Problem:
When you reach the line containing "pub const DL_TYPE: u32 = 1 << 4;" in the entries below, please begin setting down lines exactly, stop only after the last one, and add nothing else.

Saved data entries
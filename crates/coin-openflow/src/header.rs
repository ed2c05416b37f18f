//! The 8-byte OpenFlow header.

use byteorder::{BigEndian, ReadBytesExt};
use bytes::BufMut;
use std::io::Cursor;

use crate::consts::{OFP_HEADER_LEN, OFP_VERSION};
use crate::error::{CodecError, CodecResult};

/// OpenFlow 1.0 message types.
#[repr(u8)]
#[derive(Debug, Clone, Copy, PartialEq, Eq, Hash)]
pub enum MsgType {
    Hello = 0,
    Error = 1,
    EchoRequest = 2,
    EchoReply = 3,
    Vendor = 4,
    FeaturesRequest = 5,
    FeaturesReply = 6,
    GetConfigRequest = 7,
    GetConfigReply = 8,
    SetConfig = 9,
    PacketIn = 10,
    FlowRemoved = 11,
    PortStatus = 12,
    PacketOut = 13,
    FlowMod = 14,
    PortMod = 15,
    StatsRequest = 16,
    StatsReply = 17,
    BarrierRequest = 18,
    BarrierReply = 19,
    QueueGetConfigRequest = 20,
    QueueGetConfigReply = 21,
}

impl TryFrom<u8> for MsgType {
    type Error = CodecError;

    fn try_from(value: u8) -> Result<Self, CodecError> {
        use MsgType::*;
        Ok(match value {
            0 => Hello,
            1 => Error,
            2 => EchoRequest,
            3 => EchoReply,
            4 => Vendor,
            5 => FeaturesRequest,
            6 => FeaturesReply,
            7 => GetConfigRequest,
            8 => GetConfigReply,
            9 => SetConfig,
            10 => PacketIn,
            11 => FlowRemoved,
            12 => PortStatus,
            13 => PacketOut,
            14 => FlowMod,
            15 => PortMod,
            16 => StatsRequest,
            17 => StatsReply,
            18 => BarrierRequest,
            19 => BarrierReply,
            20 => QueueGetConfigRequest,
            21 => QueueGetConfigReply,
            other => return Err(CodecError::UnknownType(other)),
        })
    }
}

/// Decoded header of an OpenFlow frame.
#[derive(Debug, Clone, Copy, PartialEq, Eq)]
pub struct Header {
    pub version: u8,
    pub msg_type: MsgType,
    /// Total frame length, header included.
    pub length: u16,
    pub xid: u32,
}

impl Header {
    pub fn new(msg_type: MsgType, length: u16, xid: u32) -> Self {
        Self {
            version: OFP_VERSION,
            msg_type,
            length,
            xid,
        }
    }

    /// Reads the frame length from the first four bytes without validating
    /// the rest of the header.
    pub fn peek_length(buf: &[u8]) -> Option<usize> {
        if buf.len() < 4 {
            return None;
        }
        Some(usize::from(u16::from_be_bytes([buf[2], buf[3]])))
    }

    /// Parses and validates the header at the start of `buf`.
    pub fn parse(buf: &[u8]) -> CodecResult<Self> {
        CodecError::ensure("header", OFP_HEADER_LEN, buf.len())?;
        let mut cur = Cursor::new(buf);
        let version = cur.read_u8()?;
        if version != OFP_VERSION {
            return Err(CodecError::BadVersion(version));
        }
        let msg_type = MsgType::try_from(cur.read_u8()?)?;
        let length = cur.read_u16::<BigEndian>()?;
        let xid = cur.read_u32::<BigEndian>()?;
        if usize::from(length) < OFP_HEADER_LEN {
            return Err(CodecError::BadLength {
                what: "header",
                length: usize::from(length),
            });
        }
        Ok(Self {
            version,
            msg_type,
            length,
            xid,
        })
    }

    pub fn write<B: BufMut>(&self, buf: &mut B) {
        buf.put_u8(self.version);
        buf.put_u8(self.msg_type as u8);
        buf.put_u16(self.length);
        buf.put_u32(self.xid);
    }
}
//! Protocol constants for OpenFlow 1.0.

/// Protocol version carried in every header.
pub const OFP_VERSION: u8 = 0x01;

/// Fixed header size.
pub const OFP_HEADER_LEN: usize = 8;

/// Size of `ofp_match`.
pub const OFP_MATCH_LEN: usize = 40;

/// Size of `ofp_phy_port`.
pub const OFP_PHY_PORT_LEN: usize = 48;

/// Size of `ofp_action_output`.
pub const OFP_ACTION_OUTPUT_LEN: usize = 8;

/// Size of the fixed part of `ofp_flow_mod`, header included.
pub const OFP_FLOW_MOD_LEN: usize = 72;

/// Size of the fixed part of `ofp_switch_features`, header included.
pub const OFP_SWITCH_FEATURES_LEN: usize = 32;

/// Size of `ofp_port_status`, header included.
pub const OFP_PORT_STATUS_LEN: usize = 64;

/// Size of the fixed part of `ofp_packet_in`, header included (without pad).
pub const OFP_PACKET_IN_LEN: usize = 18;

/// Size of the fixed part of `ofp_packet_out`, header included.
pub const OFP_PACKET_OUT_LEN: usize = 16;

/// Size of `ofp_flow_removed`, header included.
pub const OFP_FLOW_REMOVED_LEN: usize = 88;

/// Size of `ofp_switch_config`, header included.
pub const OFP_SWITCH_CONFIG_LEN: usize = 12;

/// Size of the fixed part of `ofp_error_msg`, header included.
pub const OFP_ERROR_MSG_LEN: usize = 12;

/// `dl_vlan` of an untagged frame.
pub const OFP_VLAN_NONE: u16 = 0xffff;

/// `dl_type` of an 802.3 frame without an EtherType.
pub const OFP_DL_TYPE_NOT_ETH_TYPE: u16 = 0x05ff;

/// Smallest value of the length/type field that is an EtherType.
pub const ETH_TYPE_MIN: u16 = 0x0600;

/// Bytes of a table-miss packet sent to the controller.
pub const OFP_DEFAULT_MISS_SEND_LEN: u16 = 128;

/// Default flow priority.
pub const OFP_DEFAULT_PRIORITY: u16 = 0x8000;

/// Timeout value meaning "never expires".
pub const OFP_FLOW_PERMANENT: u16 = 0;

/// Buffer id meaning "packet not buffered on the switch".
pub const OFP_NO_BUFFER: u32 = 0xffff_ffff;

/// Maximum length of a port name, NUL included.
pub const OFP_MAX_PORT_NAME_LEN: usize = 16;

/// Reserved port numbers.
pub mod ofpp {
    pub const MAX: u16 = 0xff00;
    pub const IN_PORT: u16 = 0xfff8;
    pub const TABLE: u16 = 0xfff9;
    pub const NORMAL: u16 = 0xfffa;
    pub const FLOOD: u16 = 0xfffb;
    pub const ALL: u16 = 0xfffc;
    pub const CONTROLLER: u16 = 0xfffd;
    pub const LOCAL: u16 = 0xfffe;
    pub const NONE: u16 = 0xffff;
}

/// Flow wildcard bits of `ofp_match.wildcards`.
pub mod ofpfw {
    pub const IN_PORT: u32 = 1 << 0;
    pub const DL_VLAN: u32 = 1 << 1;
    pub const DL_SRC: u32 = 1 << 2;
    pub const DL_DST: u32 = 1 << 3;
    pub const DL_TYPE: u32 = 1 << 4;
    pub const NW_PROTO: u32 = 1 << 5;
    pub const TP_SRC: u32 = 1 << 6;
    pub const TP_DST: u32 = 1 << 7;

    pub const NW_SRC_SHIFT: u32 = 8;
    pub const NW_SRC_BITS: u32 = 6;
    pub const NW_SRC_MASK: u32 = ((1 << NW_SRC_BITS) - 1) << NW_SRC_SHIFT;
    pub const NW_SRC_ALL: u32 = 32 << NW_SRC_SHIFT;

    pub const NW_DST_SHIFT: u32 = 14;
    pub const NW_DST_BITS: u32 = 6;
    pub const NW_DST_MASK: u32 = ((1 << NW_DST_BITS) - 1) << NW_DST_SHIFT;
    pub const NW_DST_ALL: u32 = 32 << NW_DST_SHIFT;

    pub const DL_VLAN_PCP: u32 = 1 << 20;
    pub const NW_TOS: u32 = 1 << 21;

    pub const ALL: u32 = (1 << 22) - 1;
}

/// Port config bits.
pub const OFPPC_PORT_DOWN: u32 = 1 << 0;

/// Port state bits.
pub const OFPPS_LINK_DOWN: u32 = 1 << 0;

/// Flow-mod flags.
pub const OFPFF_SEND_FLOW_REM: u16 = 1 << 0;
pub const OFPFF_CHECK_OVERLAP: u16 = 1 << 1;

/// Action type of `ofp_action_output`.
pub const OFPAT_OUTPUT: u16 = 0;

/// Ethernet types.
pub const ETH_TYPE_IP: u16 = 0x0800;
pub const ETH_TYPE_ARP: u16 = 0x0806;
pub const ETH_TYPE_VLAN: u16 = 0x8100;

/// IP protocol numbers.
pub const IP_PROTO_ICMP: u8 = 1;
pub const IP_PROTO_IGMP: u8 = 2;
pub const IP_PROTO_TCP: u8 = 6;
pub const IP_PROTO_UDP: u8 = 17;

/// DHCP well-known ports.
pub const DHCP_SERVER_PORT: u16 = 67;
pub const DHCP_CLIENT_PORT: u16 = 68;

Response:
    pub const DL_TYPE: u32 = 1 << 4;
    pub const NW_PROTO: u32 = 1 << 5;
    pub const TP_SRC: u32 = 1 << 6;
    pub const TP_DST: u32 = 1 << 7;

    pub const NW_SRC_SHIFT: u32 = 8;
    pub const NW_SRC_BITS: u32 = 6;
    pub const NW_SRC_MASK: u32 = ((1 << NW_SRC_BITS) - 1) << NW_SRC_SHIFT;
    pub const NW_SRC_ALL: u32 = 32 << NW_SRC_SHIFT;

    pub const NW_DST_SHIFT: u32 = 14;
    pub const NW_DST_BITS: u32 = 6;
    pub const NW_DST_MASK: u32 = ((1 << NW_DST_BITS) - 1) << NW_DST_SHIFT;
    pub const NW_DST_ALL: u32 = 32 << NW_DST_SHIFT;

    pub const DL_VLAN_PCP: u32 = 1 << 20;
    pub const NW_TOS: u32 = 1 << 21;

    pub const ALL: u32 = (1 << 22) - 1;
}

/// Port config bits.
pub const OFPPC_PORT_DOWN: u32 = 1 << 0;

/// Port state bits.
pub const OFPPS_LINK_DOWN: u32 = 1 << 0;

/// Flow-mod flags.
pub const OFPFF_SEND_FLOW_REM: u16 = 1 << 0;
pub const OFPFF_CHECK_OVERLAP: u16 = 1 << 1;

/// Action type of `ofp_action_output`.
pub const OFPAT_OUTPUT: u16 = 0;

/// Ethernet types.
pub const ETH_TYPE_IP: u16 = 0x0800;
pub const ETH_TYPE_ARP: u16 = 0x0806;
pub const ETH_TYPE_VLAN: u16 = 0x8100;

/// IP protocol numbers.
pub const IP_PROTO_ICMP: u8 = 1;
pub const IP_PROTO_IGMP: u8 = 2;
pub const IP_PROTO_TCP: u8 = 6;
pub const IP_PROTO_UDP: u8 = 17;

/// DHCP well-known ports.
pub const DHCP_SERVER_PORT: u16 = 67;
pub const DHCP_CLIENT_PORT: u16 = 68;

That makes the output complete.